**GIVEN INFORMATION:**
== Segment start ==

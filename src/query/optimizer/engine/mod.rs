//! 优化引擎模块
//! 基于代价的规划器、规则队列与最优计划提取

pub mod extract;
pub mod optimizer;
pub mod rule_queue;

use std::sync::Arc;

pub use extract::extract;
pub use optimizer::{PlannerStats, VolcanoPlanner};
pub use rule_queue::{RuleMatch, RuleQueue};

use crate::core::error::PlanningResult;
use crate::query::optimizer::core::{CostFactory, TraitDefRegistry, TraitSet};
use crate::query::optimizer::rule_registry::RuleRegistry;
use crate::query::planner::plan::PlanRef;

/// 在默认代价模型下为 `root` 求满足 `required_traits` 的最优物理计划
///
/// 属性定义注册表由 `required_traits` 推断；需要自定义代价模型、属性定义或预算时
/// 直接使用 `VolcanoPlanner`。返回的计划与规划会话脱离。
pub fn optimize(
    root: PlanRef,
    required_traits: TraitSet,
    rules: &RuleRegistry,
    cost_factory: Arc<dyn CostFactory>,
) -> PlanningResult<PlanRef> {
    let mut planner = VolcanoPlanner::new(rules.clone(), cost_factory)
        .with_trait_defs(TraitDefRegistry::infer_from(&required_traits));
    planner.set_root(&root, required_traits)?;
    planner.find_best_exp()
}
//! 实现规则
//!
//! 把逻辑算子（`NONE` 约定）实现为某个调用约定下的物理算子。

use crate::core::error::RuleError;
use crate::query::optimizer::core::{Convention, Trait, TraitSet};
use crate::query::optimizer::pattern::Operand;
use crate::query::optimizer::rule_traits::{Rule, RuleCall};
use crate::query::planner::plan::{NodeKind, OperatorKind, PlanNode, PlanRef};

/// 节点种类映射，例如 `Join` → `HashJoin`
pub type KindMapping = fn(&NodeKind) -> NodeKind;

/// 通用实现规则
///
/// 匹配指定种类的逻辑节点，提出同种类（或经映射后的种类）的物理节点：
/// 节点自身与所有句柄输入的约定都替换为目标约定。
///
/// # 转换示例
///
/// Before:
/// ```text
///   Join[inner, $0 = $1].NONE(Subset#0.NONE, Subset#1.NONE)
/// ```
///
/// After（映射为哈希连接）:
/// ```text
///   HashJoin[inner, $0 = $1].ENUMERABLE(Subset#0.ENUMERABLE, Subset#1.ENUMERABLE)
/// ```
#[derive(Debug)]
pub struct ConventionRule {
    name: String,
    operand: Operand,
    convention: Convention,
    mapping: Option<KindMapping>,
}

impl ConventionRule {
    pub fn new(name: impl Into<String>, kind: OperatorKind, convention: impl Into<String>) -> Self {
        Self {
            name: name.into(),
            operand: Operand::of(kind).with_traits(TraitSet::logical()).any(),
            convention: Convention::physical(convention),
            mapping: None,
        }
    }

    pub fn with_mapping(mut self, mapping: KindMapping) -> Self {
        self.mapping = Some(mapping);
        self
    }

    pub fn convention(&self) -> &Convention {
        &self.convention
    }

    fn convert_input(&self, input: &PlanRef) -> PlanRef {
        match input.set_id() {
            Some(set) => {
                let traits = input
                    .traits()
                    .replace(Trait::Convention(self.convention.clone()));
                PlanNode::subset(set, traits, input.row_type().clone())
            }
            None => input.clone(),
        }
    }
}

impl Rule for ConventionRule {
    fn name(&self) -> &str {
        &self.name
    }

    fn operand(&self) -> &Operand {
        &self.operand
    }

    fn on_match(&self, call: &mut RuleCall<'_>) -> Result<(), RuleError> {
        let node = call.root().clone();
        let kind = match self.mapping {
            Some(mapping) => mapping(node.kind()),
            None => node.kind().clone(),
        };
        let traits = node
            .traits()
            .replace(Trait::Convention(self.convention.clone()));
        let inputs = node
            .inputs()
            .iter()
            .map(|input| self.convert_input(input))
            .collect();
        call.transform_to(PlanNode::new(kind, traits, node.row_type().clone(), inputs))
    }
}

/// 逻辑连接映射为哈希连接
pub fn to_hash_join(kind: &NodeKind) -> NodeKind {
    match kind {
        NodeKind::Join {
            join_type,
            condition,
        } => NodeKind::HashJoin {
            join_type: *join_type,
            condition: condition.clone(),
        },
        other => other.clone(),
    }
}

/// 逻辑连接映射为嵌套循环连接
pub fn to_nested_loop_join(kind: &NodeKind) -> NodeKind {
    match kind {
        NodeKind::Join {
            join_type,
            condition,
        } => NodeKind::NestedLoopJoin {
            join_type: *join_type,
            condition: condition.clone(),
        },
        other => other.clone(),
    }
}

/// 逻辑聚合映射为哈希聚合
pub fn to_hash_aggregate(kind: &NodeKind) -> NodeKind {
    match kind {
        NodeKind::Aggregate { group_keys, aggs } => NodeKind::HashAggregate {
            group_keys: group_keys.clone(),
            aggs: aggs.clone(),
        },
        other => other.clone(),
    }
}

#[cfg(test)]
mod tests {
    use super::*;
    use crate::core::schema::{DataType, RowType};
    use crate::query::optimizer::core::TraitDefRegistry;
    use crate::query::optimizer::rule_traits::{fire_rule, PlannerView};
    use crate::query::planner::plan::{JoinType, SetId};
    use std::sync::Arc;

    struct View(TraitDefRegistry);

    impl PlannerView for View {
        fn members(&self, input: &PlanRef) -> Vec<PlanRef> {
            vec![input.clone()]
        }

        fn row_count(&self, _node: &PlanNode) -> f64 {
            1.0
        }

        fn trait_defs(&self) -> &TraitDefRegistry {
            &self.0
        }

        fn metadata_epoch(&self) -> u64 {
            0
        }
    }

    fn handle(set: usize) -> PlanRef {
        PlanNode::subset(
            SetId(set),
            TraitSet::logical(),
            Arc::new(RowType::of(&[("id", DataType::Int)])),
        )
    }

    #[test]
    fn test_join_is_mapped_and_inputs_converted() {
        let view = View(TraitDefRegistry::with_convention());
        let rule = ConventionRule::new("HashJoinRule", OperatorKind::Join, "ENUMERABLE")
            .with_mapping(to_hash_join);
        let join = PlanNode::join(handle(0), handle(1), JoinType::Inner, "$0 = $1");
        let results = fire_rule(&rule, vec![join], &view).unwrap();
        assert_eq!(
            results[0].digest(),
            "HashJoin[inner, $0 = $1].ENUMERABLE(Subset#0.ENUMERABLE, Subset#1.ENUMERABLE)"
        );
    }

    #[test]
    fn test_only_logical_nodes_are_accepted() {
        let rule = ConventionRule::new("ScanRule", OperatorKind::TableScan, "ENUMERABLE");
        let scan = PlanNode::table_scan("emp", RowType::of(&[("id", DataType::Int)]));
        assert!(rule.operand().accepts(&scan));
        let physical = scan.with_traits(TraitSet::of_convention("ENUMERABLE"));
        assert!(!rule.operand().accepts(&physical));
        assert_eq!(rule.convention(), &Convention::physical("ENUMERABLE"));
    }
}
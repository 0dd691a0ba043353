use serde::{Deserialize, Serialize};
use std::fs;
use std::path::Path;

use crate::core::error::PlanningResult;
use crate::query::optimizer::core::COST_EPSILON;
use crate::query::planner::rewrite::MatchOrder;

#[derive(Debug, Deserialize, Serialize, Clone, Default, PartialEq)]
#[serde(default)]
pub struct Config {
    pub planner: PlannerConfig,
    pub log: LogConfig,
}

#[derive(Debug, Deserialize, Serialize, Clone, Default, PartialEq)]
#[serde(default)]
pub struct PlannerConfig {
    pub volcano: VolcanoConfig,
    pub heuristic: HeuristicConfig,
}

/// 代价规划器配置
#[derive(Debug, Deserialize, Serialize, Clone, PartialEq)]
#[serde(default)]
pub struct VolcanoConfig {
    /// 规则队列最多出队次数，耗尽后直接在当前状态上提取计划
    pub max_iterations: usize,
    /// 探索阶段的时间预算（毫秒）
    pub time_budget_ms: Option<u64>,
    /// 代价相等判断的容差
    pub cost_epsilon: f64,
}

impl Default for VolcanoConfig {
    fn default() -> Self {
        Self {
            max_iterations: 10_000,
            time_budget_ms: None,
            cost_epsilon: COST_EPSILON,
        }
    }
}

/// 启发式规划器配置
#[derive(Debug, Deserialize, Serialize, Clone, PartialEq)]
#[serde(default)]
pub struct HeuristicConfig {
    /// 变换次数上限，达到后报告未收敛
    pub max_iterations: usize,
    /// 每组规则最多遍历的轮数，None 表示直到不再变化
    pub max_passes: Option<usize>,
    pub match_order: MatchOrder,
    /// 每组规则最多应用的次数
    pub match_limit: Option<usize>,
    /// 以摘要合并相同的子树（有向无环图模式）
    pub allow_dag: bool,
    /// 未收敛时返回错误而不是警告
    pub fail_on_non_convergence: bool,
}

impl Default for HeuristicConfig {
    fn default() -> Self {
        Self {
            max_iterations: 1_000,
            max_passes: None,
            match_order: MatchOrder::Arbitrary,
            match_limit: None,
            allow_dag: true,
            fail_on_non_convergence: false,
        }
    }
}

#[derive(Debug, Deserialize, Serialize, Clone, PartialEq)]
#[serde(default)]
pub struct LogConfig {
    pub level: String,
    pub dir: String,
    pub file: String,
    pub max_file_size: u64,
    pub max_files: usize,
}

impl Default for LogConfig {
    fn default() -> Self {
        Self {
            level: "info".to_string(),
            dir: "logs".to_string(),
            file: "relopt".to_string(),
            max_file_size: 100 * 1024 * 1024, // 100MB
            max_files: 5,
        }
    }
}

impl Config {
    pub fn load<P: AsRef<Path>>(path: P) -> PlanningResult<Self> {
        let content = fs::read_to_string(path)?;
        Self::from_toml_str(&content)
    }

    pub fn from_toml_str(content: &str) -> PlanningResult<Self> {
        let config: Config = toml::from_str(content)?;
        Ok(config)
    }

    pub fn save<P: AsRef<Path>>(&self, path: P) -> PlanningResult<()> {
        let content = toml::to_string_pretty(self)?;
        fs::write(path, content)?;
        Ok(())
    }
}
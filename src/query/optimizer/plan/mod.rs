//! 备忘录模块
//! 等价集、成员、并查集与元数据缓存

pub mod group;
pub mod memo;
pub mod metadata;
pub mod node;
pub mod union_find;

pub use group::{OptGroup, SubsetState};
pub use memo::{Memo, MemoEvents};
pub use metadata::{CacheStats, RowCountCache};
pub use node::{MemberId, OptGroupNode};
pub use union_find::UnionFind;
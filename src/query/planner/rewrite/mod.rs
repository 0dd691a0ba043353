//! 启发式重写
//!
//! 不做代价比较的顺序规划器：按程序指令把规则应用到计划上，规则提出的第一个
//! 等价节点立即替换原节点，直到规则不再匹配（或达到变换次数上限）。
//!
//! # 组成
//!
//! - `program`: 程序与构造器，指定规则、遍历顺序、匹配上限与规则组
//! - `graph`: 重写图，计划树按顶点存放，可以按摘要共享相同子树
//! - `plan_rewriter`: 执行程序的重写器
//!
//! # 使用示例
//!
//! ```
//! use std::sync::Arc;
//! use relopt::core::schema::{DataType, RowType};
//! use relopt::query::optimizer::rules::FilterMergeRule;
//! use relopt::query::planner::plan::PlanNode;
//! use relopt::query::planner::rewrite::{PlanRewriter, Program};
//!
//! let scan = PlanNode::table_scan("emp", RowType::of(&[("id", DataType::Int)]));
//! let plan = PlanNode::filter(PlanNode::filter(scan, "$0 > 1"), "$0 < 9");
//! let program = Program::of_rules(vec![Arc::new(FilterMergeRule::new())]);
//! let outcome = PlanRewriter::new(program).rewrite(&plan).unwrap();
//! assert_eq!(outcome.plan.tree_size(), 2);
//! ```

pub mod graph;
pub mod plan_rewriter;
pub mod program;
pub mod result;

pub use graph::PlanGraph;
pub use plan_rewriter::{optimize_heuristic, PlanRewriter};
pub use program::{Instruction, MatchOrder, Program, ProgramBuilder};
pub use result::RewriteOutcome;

== Segment end ==

**WHAT IS BEING ASKED:** Your answer should be one number: how many lines above contain "schema".

**OUTPUT BELOW:** 2